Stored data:
........
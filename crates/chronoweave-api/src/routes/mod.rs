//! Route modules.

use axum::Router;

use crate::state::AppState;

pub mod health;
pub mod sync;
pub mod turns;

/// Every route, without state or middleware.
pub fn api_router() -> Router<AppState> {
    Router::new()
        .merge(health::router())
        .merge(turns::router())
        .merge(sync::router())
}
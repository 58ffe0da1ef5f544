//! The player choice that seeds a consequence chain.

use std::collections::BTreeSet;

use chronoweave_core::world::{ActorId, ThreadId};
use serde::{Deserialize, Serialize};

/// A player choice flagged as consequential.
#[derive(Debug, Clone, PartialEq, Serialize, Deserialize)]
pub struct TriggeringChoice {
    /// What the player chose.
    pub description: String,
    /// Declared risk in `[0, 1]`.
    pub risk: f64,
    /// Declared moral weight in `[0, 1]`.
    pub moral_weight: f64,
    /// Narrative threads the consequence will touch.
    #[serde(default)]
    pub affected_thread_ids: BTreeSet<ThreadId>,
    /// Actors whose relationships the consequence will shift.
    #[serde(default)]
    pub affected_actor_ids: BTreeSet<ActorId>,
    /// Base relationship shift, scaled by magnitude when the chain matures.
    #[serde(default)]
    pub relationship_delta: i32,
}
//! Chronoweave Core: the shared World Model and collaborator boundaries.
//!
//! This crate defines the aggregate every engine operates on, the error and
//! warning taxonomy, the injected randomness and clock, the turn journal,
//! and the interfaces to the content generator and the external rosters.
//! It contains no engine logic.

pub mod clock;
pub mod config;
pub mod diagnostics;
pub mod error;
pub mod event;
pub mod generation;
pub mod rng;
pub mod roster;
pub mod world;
........
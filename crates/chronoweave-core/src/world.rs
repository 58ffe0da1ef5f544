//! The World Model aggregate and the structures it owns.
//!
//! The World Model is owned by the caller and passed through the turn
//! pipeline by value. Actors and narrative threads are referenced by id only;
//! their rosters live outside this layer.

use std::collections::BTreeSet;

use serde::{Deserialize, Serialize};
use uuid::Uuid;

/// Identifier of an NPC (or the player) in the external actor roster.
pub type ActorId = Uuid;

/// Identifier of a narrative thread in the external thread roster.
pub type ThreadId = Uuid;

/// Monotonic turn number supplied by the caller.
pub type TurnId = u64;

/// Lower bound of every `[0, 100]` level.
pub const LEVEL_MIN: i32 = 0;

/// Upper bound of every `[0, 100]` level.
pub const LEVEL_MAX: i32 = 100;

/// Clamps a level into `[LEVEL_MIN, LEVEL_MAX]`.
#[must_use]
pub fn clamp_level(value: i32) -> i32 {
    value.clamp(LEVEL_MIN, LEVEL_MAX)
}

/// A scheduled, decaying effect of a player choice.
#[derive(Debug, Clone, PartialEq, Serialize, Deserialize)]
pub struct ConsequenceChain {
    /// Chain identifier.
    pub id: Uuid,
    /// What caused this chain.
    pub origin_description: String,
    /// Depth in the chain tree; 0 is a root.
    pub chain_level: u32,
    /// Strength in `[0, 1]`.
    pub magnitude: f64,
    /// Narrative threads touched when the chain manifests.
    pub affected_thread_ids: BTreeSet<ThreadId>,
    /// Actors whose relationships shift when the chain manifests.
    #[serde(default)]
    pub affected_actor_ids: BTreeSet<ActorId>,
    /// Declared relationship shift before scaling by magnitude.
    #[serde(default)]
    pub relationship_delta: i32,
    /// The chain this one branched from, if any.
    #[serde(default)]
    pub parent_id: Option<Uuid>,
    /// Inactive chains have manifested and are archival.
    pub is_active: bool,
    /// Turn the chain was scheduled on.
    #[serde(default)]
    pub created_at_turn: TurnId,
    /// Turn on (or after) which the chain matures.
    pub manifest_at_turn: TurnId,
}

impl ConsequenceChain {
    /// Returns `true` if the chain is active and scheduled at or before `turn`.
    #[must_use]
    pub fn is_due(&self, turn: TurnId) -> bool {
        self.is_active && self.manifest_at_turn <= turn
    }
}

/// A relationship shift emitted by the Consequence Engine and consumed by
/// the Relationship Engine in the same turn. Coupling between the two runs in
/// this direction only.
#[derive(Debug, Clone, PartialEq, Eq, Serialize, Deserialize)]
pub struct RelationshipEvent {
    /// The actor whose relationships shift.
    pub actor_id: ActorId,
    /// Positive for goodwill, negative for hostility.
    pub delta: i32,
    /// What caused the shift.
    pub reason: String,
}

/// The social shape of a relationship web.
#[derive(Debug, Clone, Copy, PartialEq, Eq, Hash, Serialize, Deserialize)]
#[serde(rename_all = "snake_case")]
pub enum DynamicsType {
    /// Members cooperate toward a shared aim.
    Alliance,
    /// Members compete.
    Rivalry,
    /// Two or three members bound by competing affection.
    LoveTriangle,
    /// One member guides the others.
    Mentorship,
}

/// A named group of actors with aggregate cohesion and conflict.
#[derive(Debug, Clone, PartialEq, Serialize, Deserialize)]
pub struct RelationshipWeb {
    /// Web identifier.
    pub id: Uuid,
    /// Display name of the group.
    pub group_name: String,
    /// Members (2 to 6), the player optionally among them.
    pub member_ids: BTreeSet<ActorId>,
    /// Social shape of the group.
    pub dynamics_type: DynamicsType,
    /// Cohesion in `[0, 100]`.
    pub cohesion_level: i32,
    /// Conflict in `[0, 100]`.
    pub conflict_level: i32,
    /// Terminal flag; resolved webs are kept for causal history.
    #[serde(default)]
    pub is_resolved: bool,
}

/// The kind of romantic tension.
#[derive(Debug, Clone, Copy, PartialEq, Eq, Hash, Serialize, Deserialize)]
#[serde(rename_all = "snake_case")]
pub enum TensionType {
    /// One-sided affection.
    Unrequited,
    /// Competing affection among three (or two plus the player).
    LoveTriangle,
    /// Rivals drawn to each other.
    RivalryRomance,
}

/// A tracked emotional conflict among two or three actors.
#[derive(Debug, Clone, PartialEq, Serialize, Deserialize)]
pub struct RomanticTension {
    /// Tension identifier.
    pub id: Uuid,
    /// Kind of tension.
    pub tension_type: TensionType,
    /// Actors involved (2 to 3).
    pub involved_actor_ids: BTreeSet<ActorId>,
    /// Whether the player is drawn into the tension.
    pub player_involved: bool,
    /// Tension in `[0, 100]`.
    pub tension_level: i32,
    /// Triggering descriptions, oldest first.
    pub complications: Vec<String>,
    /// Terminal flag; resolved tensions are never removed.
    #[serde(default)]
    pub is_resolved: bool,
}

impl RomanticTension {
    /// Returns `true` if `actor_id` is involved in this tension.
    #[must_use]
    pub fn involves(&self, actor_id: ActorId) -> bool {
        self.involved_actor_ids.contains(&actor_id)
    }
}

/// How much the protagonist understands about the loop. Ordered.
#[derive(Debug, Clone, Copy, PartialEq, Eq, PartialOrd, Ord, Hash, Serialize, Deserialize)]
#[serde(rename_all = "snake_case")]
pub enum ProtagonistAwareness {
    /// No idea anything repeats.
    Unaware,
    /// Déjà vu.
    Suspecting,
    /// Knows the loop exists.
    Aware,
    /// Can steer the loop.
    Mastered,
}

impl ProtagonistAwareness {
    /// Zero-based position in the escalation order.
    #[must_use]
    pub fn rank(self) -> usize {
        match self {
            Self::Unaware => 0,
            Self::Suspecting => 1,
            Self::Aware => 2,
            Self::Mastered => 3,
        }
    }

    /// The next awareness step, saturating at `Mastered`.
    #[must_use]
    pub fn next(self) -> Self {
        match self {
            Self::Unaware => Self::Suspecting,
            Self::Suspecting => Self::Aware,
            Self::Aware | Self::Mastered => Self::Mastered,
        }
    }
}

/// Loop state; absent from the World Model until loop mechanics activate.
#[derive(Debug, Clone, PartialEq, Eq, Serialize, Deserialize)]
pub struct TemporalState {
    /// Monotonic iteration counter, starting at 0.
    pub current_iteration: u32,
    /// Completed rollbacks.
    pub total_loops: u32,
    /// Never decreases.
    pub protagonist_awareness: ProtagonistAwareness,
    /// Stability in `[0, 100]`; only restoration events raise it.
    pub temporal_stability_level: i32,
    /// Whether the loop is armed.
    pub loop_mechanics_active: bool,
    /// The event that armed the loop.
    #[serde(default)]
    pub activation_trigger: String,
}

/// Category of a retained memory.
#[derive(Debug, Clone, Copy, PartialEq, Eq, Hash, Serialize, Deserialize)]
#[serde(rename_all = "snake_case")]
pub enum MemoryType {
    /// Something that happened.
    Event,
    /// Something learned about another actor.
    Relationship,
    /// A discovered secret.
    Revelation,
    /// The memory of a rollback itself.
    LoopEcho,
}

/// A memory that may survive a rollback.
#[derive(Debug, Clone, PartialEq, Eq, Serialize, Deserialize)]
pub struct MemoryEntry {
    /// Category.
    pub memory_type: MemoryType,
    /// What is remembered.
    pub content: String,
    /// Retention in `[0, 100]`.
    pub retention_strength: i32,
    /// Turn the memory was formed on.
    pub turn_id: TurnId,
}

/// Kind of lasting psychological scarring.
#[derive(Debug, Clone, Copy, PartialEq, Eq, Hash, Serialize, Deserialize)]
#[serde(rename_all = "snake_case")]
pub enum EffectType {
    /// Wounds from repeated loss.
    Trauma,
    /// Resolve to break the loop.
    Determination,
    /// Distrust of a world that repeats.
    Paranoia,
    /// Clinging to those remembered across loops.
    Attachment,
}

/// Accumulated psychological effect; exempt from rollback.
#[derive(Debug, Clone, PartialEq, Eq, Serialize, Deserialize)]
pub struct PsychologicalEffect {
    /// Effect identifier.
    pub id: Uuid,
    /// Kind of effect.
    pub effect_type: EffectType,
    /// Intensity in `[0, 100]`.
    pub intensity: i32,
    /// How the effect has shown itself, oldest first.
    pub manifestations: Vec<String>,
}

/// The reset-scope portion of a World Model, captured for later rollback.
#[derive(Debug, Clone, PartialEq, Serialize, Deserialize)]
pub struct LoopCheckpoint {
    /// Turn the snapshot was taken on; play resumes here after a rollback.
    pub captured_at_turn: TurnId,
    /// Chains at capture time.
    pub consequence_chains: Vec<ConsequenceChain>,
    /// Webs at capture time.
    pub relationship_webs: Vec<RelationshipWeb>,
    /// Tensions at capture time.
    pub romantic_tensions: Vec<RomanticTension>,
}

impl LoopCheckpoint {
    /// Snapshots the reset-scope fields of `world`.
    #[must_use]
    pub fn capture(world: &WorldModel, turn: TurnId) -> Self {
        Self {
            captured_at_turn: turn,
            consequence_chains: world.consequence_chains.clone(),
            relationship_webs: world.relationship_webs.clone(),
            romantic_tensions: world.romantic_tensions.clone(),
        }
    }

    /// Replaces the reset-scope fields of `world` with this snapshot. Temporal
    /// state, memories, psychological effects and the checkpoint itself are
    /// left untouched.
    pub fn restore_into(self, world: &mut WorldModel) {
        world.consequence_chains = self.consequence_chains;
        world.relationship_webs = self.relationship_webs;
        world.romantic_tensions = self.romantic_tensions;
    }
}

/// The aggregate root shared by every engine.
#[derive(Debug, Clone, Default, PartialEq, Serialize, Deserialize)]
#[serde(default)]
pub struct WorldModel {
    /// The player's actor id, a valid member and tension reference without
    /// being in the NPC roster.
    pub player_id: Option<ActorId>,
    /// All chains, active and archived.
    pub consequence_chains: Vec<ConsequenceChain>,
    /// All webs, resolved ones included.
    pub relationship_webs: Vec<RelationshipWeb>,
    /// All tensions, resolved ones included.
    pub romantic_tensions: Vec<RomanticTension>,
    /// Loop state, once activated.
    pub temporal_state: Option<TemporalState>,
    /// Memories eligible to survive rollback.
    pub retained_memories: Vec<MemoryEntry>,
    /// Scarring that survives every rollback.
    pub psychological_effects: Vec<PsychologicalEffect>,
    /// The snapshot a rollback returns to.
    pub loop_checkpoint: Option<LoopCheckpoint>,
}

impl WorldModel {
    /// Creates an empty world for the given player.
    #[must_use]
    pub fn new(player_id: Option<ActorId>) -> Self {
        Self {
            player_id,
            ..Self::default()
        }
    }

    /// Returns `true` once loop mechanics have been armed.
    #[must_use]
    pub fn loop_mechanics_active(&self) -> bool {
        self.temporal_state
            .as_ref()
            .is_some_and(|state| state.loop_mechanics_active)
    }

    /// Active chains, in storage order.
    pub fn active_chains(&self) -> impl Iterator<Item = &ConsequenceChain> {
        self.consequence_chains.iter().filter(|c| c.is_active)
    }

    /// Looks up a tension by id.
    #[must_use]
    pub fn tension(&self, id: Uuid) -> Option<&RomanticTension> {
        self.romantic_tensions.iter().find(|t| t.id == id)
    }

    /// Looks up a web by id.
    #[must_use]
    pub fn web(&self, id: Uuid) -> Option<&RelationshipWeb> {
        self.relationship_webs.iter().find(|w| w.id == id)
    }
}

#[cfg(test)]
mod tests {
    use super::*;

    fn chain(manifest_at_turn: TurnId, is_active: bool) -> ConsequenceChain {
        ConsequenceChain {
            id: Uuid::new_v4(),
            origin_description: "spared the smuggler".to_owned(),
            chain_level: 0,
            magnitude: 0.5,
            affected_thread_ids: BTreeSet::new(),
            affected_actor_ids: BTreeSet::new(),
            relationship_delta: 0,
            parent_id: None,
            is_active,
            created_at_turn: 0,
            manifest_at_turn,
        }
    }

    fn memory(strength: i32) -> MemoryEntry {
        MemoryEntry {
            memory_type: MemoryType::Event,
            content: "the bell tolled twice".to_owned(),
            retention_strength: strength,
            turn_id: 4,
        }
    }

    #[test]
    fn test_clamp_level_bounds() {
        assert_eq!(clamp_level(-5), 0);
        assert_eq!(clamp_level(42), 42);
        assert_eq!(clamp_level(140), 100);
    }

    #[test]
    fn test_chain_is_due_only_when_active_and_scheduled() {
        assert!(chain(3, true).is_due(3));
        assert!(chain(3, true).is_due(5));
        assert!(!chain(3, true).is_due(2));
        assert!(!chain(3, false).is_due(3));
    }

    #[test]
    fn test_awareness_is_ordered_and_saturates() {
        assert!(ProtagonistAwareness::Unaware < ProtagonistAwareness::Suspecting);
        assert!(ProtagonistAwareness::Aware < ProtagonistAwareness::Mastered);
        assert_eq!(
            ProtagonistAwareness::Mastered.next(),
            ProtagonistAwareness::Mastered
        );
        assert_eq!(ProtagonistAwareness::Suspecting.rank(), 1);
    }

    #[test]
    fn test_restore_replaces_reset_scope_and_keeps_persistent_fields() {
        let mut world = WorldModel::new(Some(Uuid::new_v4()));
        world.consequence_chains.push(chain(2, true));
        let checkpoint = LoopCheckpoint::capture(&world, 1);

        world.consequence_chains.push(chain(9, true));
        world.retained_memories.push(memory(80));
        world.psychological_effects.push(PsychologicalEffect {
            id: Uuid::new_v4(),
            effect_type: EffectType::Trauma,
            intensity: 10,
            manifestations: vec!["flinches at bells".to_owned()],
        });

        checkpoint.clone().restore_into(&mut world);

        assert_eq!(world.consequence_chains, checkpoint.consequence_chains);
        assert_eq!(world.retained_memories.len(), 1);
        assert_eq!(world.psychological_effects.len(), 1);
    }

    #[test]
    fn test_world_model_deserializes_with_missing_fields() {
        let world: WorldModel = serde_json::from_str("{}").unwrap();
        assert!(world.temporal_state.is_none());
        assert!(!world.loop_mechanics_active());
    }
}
........
What the task asks → Go line by line through the data and copy any that contain "armed".

Completed exercise →
    /// Whether the loop is armed.
    /// The event that armed the loop.
    /// Returns `true` once loop mechanics have been armed.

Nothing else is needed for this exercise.